◆ WHAT THE EXERCISE ASKS
Each line from the one containing "let contents = fs::read_to_string(&log).unwrap();" to the end of the listing below must be retyped exactly, with no line left out and none added.
● ● ● ● ● ● ●
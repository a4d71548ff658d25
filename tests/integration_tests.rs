//! Integration tests: drive the built binary against temporary directories.

mod common;

use std::fs;

use common::{Workspace, run_cli_case, run_cli_case_with_env, write_file};
use serde_json::Value;

const MB: usize = 1024 * 1024;

#[test]
fn help_command_prints_usage() {
    let ws = Workspace::new();
    let result = run_cli_case("help_command_prints_usage", &ws.home, &["--help"]);
    assert!(
        result.status.success(),
        "expected success; log: {}",
        result.log_path.display()
    );
    assert!(
        result.stdout.contains("Usage: mediaqueue [OPTIONS] [ACTIVE_DIR] [OFFLOAD_DIR]"),
        "missing help banner; log: {}",
        result.log_path.display()
    );
}

#[test]
fn version_flag_prints_version() {
    let ws = Workspace::new();
    let result = run_cli_case("version_flag_prints_version", &ws.home, &["--version"]);
    assert!(result.status.success(), "log: {}", result.log_path.display());
    assert!(
        result.stdout.contains(env!("CARGO_PKG_VERSION")),
        "log: {}",
        result.log_path.display()
    );
}

#[test]
fn overflow_beyond_max_count_is_offloaded() {
    let ws = Workspace::new();
    for i in 0..10 {
        write_file(&ws.active.join(format!("f{i:02}.bin")), MB);
    }

    let result = run_cli_case(
        "overflow_beyond_max_count_is_offloaded",
        &ws.home,
        &["-n", "5", ws.active_str(), ws.offload_str()],
    );
    assert!(result.status.success(), "log: {}", result.log_path.display());
    assert_eq!(
        Workspace::names(&ws.active),
        ["f00.bin", "f01.bin", "f02.bin", "f03.bin", "f04.bin"]
    );
    assert_eq!(Workspace::names(&ws.offload).len(), 5);
    assert!(
        result.stdout.contains("Offloading: f09.bin"),
        "log: {}",
        result.log_path.display()
    );
}

#[test]
fn offload_files_are_pulled_into_free_capacity() {
    let ws = Workspace::new();
    write_file(&ws.active.join("a.mkv"), 1);
    write_file(&ws.active.join("b.mkv"), 1);
    for name in ["c.mkv", "d.mkv", "e.mkv"] {
        write_file(&ws.offload.join(name), 1);
    }

    let result = run_cli_case(
        "offload_files_are_pulled_into_free_capacity",
        &ws.home,
        &["--max-count", "5", ws.active_str(), ws.offload_str()],
    );
    assert!(result.status.success(), "log: {}", result.log_path.display());
    assert_eq!(Workspace::names(&ws.active).len(), 5);
    assert!(Workspace::names(&ws.offload).is_empty());
    for name in ["c.mkv", "d.mkv", "e.mkv"] {
        assert!(
            result.stdout.contains(&format!("Activating: {name}")),
            "log: {}",
            result.log_path.display()
        );
    }
}

#[test]
fn name_collision_is_reported_and_exit_code_is_zero() {
    let ws = Workspace::new();
    fs::write(ws.active.join("a.txt"), b"active copy").unwrap();
    fs::write(ws.offload.join("a.txt"), b"offload copy").unwrap();

    let result = run_cli_case(
        "name_collision_is_reported_and_exit_code_is_zero",
        &ws.home,
        &["-n", "5", ws.active_str(), ws.offload_str()],
    );
    assert_eq!(result.status.code(), Some(0), "log: {}", result.log_path.display());
    assert!(
        result.stderr.contains("Conflict:") && result.stderr.contains("a.txt"),
        "log: {}",
        result.log_path.display()
    );
    assert_eq!(fs::read(ws.active.join("a.txt")).unwrap(), b"active copy");
    assert_eq!(fs::read(ws.offload.join("a.txt")).unwrap(), b"offload copy");
}

#[test]
fn missing_directory_exits_non_zero() {
    let ws = Workspace::new();
    let missing = ws.tmp.path().join("does-not-exist");
    let result = run_cli_case(
        "missing_directory_exits_non_zero",
        &ws.home,
        &["-n", "5", missing.to_str().unwrap(), ws.offload_str()],
    );
    assert_eq!(result.status.code(), Some(1), "log: {}", result.log_path.display());
    assert!(
        result.stderr.contains("MQ-2001"),
        "log: {}",
        result.log_path.display()
    );
}

#[test]
fn bad_size_argument_is_a_user_error() {
    let ws = Workspace::new();
    let result = run_cli_case(
        "bad_size_argument_is_a_user_error",
        &ws.home,
        &["-s", "12q", ws.active_str(), ws.offload_str()],
    );
    assert_eq!(result.status.code(), Some(1), "log: {}", result.log_path.display());
    assert!(result.stderr.contains("invalid size"), "log: {}", result.log_path.display());
}

#[test]
fn nested_directories_are_rejected() {
    let ws = Workspace::new();
    let inner = ws.active.join("offload");
    fs::create_dir(&inner).unwrap();
    let result = run_cli_case(
        "nested_directories_are_rejected",
        &ws.home,
        &["-n", "1", ws.active_str(), inner.to_str().unwrap()],
    );
    assert_eq!(result.status.code(), Some(1), "log: {}", result.log_path.display());
    assert!(result.stderr.contains("MQ-1001"), "log: {}", result.log_path.display());
}

#[test]
fn byte_budget_keeps_prefix_that_fits() {
    let ws = Workspace::new();
    for name in ["a", "b", "c"] {
        write_file(&ws.active.join(name), 10);
    }

    let result = run_cli_case(
        "byte_budget_keeps_prefix_that_fits",
        &ws.home,
        &["-s", "25", ws.active_str(), ws.offload_str()],
    );
    assert!(result.status.success(), "log: {}", result.log_path.display());
    assert_eq!(Workspace::names(&ws.active), ["a", "b"]);
    assert_eq!(Workspace::names(&ws.offload), ["c"]);
}

#[test]
fn default_limit_applies_when_none_configured() {
    let ws = Workspace::new();
    for i in 1..=5 {
        write_file(&ws.offload.join(format!("ep{i}.mkv")), 1);
    }

    let result = run_cli_case(
        "default_limit_applies_when_none_configured",
        &ws.home,
        &[ws.active_str(), ws.offload_str()],
    );
    assert!(result.status.success(), "log: {}", result.log_path.display());
    assert_eq!(Workspace::names(&ws.active), ["ep1.mkv", "ep2.mkv", "ep3.mkv"]);
}

#[test]
fn second_run_is_a_noop() {
    let ws = Workspace::new();
    for i in 0..6 {
        write_file(&ws.active.join(format!("f{i}")), 1);
    }
    let args = ["-n", "4", ws.active_str(), ws.offload_str()];

    let first = run_cli_case("second_run_is_a_noop_first", &ws.home, &args);
    assert!(first.status.success(), "log: {}", first.log_path.display());
    let second = run_cli_case("second_run_is_a_noop_second", &ws.home, &args);
    assert!(second.status.success(), "log: {}", second.log_path.display());
    assert!(
        second.stdout.contains("Nothing to do."),
        "log: {}",
        second.log_path.display()
    );
    assert_eq!(Workspace::names(&ws.active).len(), 4);
}

#[test]
fn dry_run_reports_plan_without_moving() {
    let ws = Workspace::new();
    for i in 0..3 {
        write_file(&ws.active.join(format!("f{i}")), 1);
    }

    let result = run_cli_case(
        "dry_run_reports_plan_without_moving",
        &ws.home,
        &["--dry-run", "-n", "1", ws.active_str(), ws.offload_str()],
    );
    assert!(result.status.success(), "log: {}", result.log_path.display());
    assert!(
        result.stdout.contains("[dry-run] Offloading: f2"),
        "log: {}",
        result.log_path.display()
    );
    assert_eq!(Workspace::names(&ws.active).len(), 3);
    assert!(Workspace::names(&ws.offload).is_empty());
}

#[test]
fn json_output_is_a_single_report_object() {
    let ws = Workspace::new();
    for i in 0..4 {
        write_file(&ws.active.join(format!("f{i}")), 100);
    }

    let result = run_cli_case(
        "json_output_is_a_single_report_object",
        &ws.home,
        &["--json", "-n", "2", ws.active_str(), ws.offload_str()],
    );
    assert!(result.status.success(), "log: {}", result.log_path.display());
    let report: Value = serde_json::from_str(result.stdout.trim()).unwrap_or_else(|e| {
        panic!("stdout is not JSON ({e}); log: {}", result.log_path.display())
    });
    assert_eq!(report["offloaded"].as_array().map(Vec::len), Some(2));
    assert_eq!(report["offloaded"][0]["method"], "rename");
    assert_eq!(report["active_count"], 2);
    assert_eq!(report["active_bytes"], 200);
    assert_eq!(report["dry_run"], false);
}

#[test]
fn directories_and_budget_come_from_config_file() {
    let ws = Workspace::new();
    for i in 0..3 {
        write_file(&ws.offload.join(format!("ep{i}")), 1);
    }
    let config_dir = ws.home.join(".config").join("mediaqueue");
    fs::create_dir_all(&config_dir).unwrap();
    fs::write(
        config_dir.join("config.toml"),
        format!(
            "[dirs]\nactive = {:?}\noffload = {:?}\n\n[budget]\nmax_count = 2\n",
            ws.active_str(),
            ws.offload_str()
        ),
    )
    .unwrap();

    let result = run_cli_case("directories_and_budget_come_from_config_file", &ws.home, &[]);
    assert!(result.status.success(), "log: {}", result.log_path.display());
    assert_eq!(Workspace::names(&ws.active), ["ep0", "ep1"]);
}

#[test]
fn missing_explicit_config_is_a_user_error() {
    let ws = Workspace::new();
    let missing = ws.tmp.path().join("absent.toml");
    let result = run_cli_case(
        "missing_explicit_config_is_a_user_error",
        &ws.home,
        &["--config", missing.to_str().unwrap(), ws.active_str(), ws.offload_str()],
    );
    assert_eq!(result.status.code(), Some(1), "log: {}", result.log_path.display());
    assert!(result.stderr.contains("MQ-1002"), "log: {}", result.log_path.display());
}

#[test]
fn env_override_sets_budget() {
    let ws = Workspace::new();
    for i in 0..4 {
        write_file(&ws.offload.join(format!("f{i}")), 1);
    }

    let result = run_cli_case_with_env(
        "env_override_sets_budget",
        &ws.home,
        &[ws.active_str(), ws.offload_str()],
        &[("MQ_BUDGET_MAX_COUNT", "1")],
    );
    assert!(result.status.success(), "log: {}", result.log_path.display());
    assert_eq!(Workspace::names(&ws.active), ["f0"]);
}

#[test]
fn activity_log_records_each_move() {
    let ws = Workspace::new();
    write_file(&ws.offload.join("ep1.mkv"), 5);
    write_file(&ws.offload.join("ep2.mkv"), 5);
    let log = ws.tmp.path().join("logs").join("activity.jsonl");

    let result = run_cli_case(
        "activity_log_records_each_move",
        &ws.home,
        &[
            "-n",
            "2",
            "--log",
            log.to_str().unwrap(),
            ws.active_str(),
            ws.offload_str(),
        ],
    );
    assert!(result.status.success(), "log: {}", result.log_path.display());

    let contents = fs::read_to_string(&log).unwrap();
    let events: Vec<Value> = contents
        .lines()
        .map(|line| serde_json::from_str(line).unwrap())
        .collect();
    assert_eq!(events.first().unwrap()["event"], "reconcile_start");
    assert_eq!(events.last().unwrap()["event"], "reconcile_complete");
    let activated: Vec<&Value> = events
        .iter()
        .filter(|e| e["event"] == "file_activated")
        .collect();
    assert_eq!(activated.len(), 2);
    assert_eq!(activated[0]["path"], "ep1.mkv");
    assert_eq!(activated[0]["direction"], "activate");
}

#[test]
fn grouped_layout_honours_per_group_limit() {
    let ws = Workspace::new();
    for ep in 1..=3 {
        write_file(&ws.offload.join("Show").join(format!("ep{ep}.mkv")), 1);
    }
    write_file(&ws.offload.join("Film").join("film.mkv"), 1);

    let result = run_cli_case(
        "grouped_layout_honours_per_group_limit",
        &ws.home,
        &["--layout", "grouped", "-g", "2", ws.active_str(), ws.offload_str()],
    );
    assert!(result.status.success(), "log: {}", result.log_path.display());
    assert_eq!(Workspace::names(&ws.active.join("Show")), ["ep1.mkv", "ep2.mkv"]);
    assert_eq!(Workspace::names(&ws.active.join("Film")), ["film.mkv"]);
    assert_eq!(Workspace::names(&ws.offload), ["Show"]);
    assert_eq!(Workspace::names(&ws.offload.join("Show")), ["ep3.mkv"]);
}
● ● ● ● ● ● ●
◆ YOUR SOLUTION
    let contents = fs::read_to_string(&log).unwrap();
    let events: Vec<Value> = contents
        .lines()
        .map(|line| serde_json::from_str(line).unwrap())
        .collect();
    assert_eq!(events.first().unwrap()["event"], "reconcile_start");
    assert_eq!(events.last().unwrap()["event"], "reconcile_complete");
    let activated: Vec<&Value> = events
        .iter()
        .filter(|e| e["event"] == "file_activated")
        .collect();
    assert_eq!(activated.len(), 2);
    assert_eq!(activated[0]["path"], "ep1.mkv");
    assert_eq!(activated[0]["direction"], "activate");
}

#[test]
fn grouped_layout_honours_per_group_limit() {
    let ws = Workspace::new();
    for ep in 1..=3 {
        write_file(&ws.offload.join("Show").join(format!("ep{ep}.mkv")), 1);
    }
    write_file(&ws.offload.join("Film").join("film.mkv"), 1);

    let result = run_cli_case(
        "grouped_layout_honours_per_group_limit",
        &ws.home,
        &["--layout", "grouped", "-g", "2", ws.active_str(), ws.offload_str()],
    );
    assert!(result.status.success(), "log: {}", result.log_path.display());
    assert_eq!(Workspace::names(&ws.active.join("Show")), ["ep1.mkv", "ep2.mkv"]);
    assert_eq!(Workspace::names(&ws.active.join("Film")), ["film.mkv"]);
    assert_eq!(Workspace::names(&ws.offload), ["Show"]);
    assert_eq!(Workspace::names(&ws.offload.join("Show")), ["ep3.mkv"]);
}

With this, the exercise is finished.